Some aspects of this campaign became clearer to me while I read. One was the extent to which Lawrence was not always a free agent but was closely tied to the operations of British and French forces and often dependent on them and their supplies. Another was the sheer bloodiness of the campaign at times. Wholesale slaughter of prisoners and wounded was often practiced due to the need for an extremely high degree of mobility—or for revenge. But my most significant insight was (and this relates to Johnson's central thesis) the importance of Lawrence's upbringing, education, interests, psychological makeup, and literary skills, all of which informed his valuable written records.

Lawrence took extensive notes during his desert campaign despite operational demands and his own emotional and physical illnesses. His literary studies and campaign experiences came to fruition in February 1922, when he completed the autobiographical account of his fighting in the desert, Seven Pillars of Wisdom. The book was published in December 1926 and has both its admirers and detractors but is still the one indispensable insight into the nature of Lawrence's campaign. It is one of the primary sources from which we can examine Lawrence's theories of guerrilla warfare, theories that are still relevant today and which to some extent evolved from On War (1832) by Carl von Clausewitz and the 1896 manual of Charles Edward Callwell, Small Wars: Their Principles and Practice.

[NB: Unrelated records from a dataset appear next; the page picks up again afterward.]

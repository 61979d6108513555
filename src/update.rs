//! The effect of a transition: one tape update per tape plus the state to continue in.

use log::warn;
use std::fmt;

use crate::cell::{Cell, Movement};
use crate::tape::Tape;

/// What a transition does to one tape.
#[derive(Debug, Clone, PartialEq, Eq, Hash)]
pub enum TapeUpdate {
    /// Overwrite the current cell, then move.
    Write { cell: Cell, movement: Movement },
    /// Move without touching the current cell.
    Preserve { movement: Movement },
    /// Blank the current cell, paste its content one cell to the right, then move again.
    Shift { then: Movement },
    /// Shift everything from the current position up to the next empty cell one cell
    /// right, write `marker` into the vacated cell and step right.
    FirstCellMarker { marker: Cell },
    /// Shift everything after the nearest `marker` to its left one cell right, write
    /// `insert` right after the marker and step right.
    InsertAfterMarker { marker: Cell, insert: Cell },
}

impl TapeUpdate {
    pub fn write(cell: Cell, movement: Movement) -> Self {
        TapeUpdate::Write { cell, movement }
    }

    pub fn preserve(movement: Movement) -> Self {
        TapeUpdate::Preserve { movement }
    }

    pub fn apply_to_tape(&self, tape: &mut Tape) {
        match self {
            TapeUpdate::Write { cell, movement } => {
                tape.write(cell.clone());
                tape.apply_move(*movement);
            }
            TapeUpdate::Preserve { movement } => tape.apply_move(*movement),
            TapeUpdate::Shift { then } => {
                let paste = tape.read().clone();
                tape.write(Cell::EMPTY);
                tape.apply_move(Movement::R);
                tape.write(paste);
                tape.apply_move(*then);
            }
            TapeUpdate::FirstCellMarker { marker } => {
                seek_last_written(tape);
                let mut paste = tape.read().clone();
                while paste != Cell::EMPTY {
                    shift_one_back(tape, paste);
                    paste = tape.read().clone();
                }
                tape.write(marker.clone());
                tape.apply_move(Movement::R);
            }
            TapeUpdate::InsertAfterMarker { marker, insert } => {
                seek_last_written(tape);
                let mut paste = tape.read().clone();
                while paste != *marker {
                    if !shift_one_back(tape, paste) {
                        warn!("marker {marker} not found before the start of the tape");
                        return;
                    }
                    paste = tape.read().clone();
                }
                tape.apply_move(Movement::R);
                tape.write(insert.clone());
                tape.apply_move(Movement::R);
            }
        }
    }

    /// Rewrites the guard token inside state names this update writes.
    pub(crate) fn rename_guard(&mut self, old: &str, new: &str) {
        match self {
            TapeUpdate::Write { cell, .. } => cell.rename_guard(old, new),
            TapeUpdate::FirstCellMarker { marker } => marker.rename_guard(old, new),
            TapeUpdate::InsertAfterMarker { marker, insert } => {
                marker.rename_guard(old, new);
                insert.rename_guard(old, new);
            }
            TapeUpdate::Preserve { .. } | TapeUpdate::Shift { .. } => {}
        }
    }
}

/// Steps right to the next empty cell, then back onto the last written one.
fn seek_last_written(tape: &mut Tape) {
    tape.apply_move(Movement::R);
    while *tape.read() != Cell::EMPTY {
        tape.apply_move(Movement::R);
    }
    tape.apply_move(Movement::L);
}

/// Moves `paste` one cell right and steps onto the cell before it.
///
/// Returns false when the tape origin was already reached.
fn shift_one_back(tape: &mut Tape, paste: Cell) -> bool {
    tape.write(Cell::EMPTY);
    tape.apply_move(Movement::R);
    tape.write(paste);
    if tape.head() < 2 {
        tape.apply_move(Movement::left(2));
        return false;
    }
    tape.apply_move(Movement::left(2));
    true
}

impl fmt::Display for TapeUpdate {
    fn fmt(&self, f: &mut fmt::Formatter<'_>) -> fmt::Result {
        match self {
            TapeUpdate::Write { cell, movement } => write!(f, "{cell} [move {movement}]"),
            TapeUpdate::Preserve { movement } => write!(f, "[no change] [move {movement}]"),
            TapeUpdate::Shift { then } => write!(
                f,
                "{} [move {}] [paste matched symbol] [move {then}]",
                Cell::EMPTY,
                Movement::R
            ),
            TapeUpdate::FirstCellMarker { marker } => write!(
                f,
                "[insert {marker}, shifting to the next empty cell, then move 1R]"
            ),
            TapeUpdate::InsertAfterMarker { marker, insert } => {
                write!(f, "[insert {insert} after {marker}, then move 1R]")
            }
        }
    }
}

/// The result of a transition: one update per tape and the next state.
#[derive(Debug, Clone, PartialEq, Eq, Hash)]
pub struct Outcome {
    updates: Vec<TapeUpdate>,
    next_state: String,
}

impl Outcome {
    pub fn new(updates: Vec<TapeUpdate>, next_state: impl Into<String>) -> Self {
        Self {
            updates,
            next_state: next_state.into(),
        }
    }

    /// An outcome for a single-tape machine.
    pub fn single(update: TapeUpdate, next_state: impl Into<String>) -> Self {
        Self::new(vec![update], next_state)
    }

    pub fn updates(&self) -> &[TapeUpdate] {
        &self.updates
    }

    pub fn next_state(&self) -> &str {
        &self.next_state
    }

    /// Applies each update to the tape at the same index.
    pub fn apply(&self, tapes: &mut [Tape]) {
        for (update, tape) in self.updates.iter().zip(tapes.iter_mut()) {
            update.apply_to_tape(tape);
        }
    }

    /// The only mutation an outcome allows: rewriting the guard token.
    pub(crate) fn rename_guard(&mut self, old: &str, new: &str) {
        if self.next_state.contains(old) {
            self.next_state = self.next_state.replace(old, new);
        }
        for update in &mut self.updates {
            update.rename_guard(old, new);
        }
    }
}

impl fmt::Display for Outcome {
    fn fmt(&self, f: &mut fmt::Formatter<'_>) -> fmt::Result {
        match self.updates.as_slice() {
            [update] => write!(f, "{update}")?,
            updates => {
                let inner = updates.iter().map(TapeUpdate::to_string).collect::<Vec<_>>();
                write!(f, "<{}>", inner.join(", "))?;
            }
        }
        write!(f, " [next state: {}]", self.next_state)
    }
}

#[cfg(test)]
mod tests {
    use super::*;
    use crate::tape::TapeSnapshot;

    fn tape(text: &str) -> Tape {
        Tape::with_input(text.chars().map(Cell::from))
    }

    fn text(tape: &Tape) -> String {
        tape.snapshot().to_text()
    }

    #[test]
    fn test_write_and_preserve() {
        let mut t = tape("ab");
        TapeUpdate::write(Cell::from('x'), Movement::R).apply_to_tape(&mut t);
        TapeUpdate::preserve(Movement::R).apply_to_tape(&mut t);

        assert_eq!(text(&t), "xb");
        assert_eq!(t.head(), 2);
    }

    #[test]
    fn test_shift() {
        let mut t = tape("ab");
        TapeUpdate::Shift { then: Movement::R }.apply_to_tape(&mut t);

        assert_eq!(text(&t), " a");
        assert_eq!(t.head(), 2);
    }

    #[test]
    fn test_first_cell_marker() {
        let mut t = tape("abc");
        TapeUpdate::FirstCellMarker { marker: Cell::START }.apply_to_tape(&mut t);

        assert_eq!(
            t.snapshot().trimmed(),
            &[Cell::START, Cell::from('a'), Cell::from('b'), Cell::from('c')]
        );
        assert_eq!(t.head(), 1);
    }

    #[test]
    fn test_insert_after_marker() {
        let mut t = Tape::with_input(vec![Cell::START, Cell::from('a'), Cell::from('b')]);
        t.apply_move(Movement::R);
        TapeUpdate::InsertAfterMarker {
            marker: Cell::START,
            insert: Cell::BOUND_L,
        }
        .apply_to_tape(&mut t);

        let expected = TapeSnapshot {
            cells: vec![
                Cell::START,
                Cell::BOUND_L,
                Cell::from('a'),
                Cell::from('b'),
                Cell::EMPTY,
            ],
            head: 2,
        };
        assert_eq!(t.snapshot().trimmed(), &expected.cells[..4]);
        assert_eq!(t.head(), expected.head);
    }

    #[test]
    fn test_insert_after_missing_marker_stops_at_origin() {
        let mut t = tape("ab");
        TapeUpdate::InsertAfterMarker {
            marker: Cell::START,
            insert: Cell::BOUND_L,
        }
        .apply_to_tape(&mut t);

        assert_eq!(t.head(), 0);
        assert_eq!(text(&t), " ab");
    }

    #[test]
    fn test_update_display() {
        assert_eq!(
            TapeUpdate::write(Cell::EMPTY, Movement::R).to_string(),
            "{e} [move 1R]"
        );
        assert_eq!(
            TapeUpdate::preserve(Movement::N).to_string(),
            "[no change] [move N]"
        );
        assert_eq!(
            TapeUpdate::Shift {
                then: Movement::left(2)
            }
            .to_string(),
            "{e} [move 1R] [paste matched symbol] [move 2L]"
        );
        assert_eq!(
            TapeUpdate::InsertAfterMarker {
                marker: Cell::START,
                insert: Cell::EMPTY
            }
            .to_string(),
            "[insert {e} after {^^}, then move 1R]"
        );
    }

    #[test]
    fn test_outcome_display_and_rename() {
        let mut outcome = Outcome::new(
            vec![
                TapeUpdate::write(Cell::state("Ω_a_Ω"), Movement::R),
                TapeUpdate::preserve(Movement::N),
            ],
            "Ω_1L_Ω_q_Ω",
        );
        outcome.rename_guard("Ω", "ΩΩ");

        assert_eq!(outcome.next_state(), "ΩΩ_1L_ΩΩ_q_ΩΩ");
        assert_eq!(
            outcome.to_string(),
            "<Q:{ΩΩ_a_ΩΩ} [move 1R], [no change] [move N]> [next state: ΩΩ_1L_ΩΩ_q_ΩΩ]"
        );

        let single = Outcome::single(TapeUpdate::write(Cell::from('1'), Movement::R), "qstart");
        assert_eq!(single.to_string(), "1 [move 1R] [next state: qstart]");
    }
}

The author explains these theories, showing how Lawrence arrived at them and put them into practice. In fact Lawrence "summarized the essence of war into the three fundamental elements of algebra, bionomics and diathetics" (p. 294). Daunting as these terms may sound, they are made clear throughout Lawrence of Arabia on War where they are seen, broadly, as the mathematical, psychological, and doctrinal aspects of nontraditional combat. It's not surprising that Lawrence and certain aspects of his doctrines were in following years to become important sources for those planning guerrilla actions, insurgencies, and other forms of covert or maverick military action.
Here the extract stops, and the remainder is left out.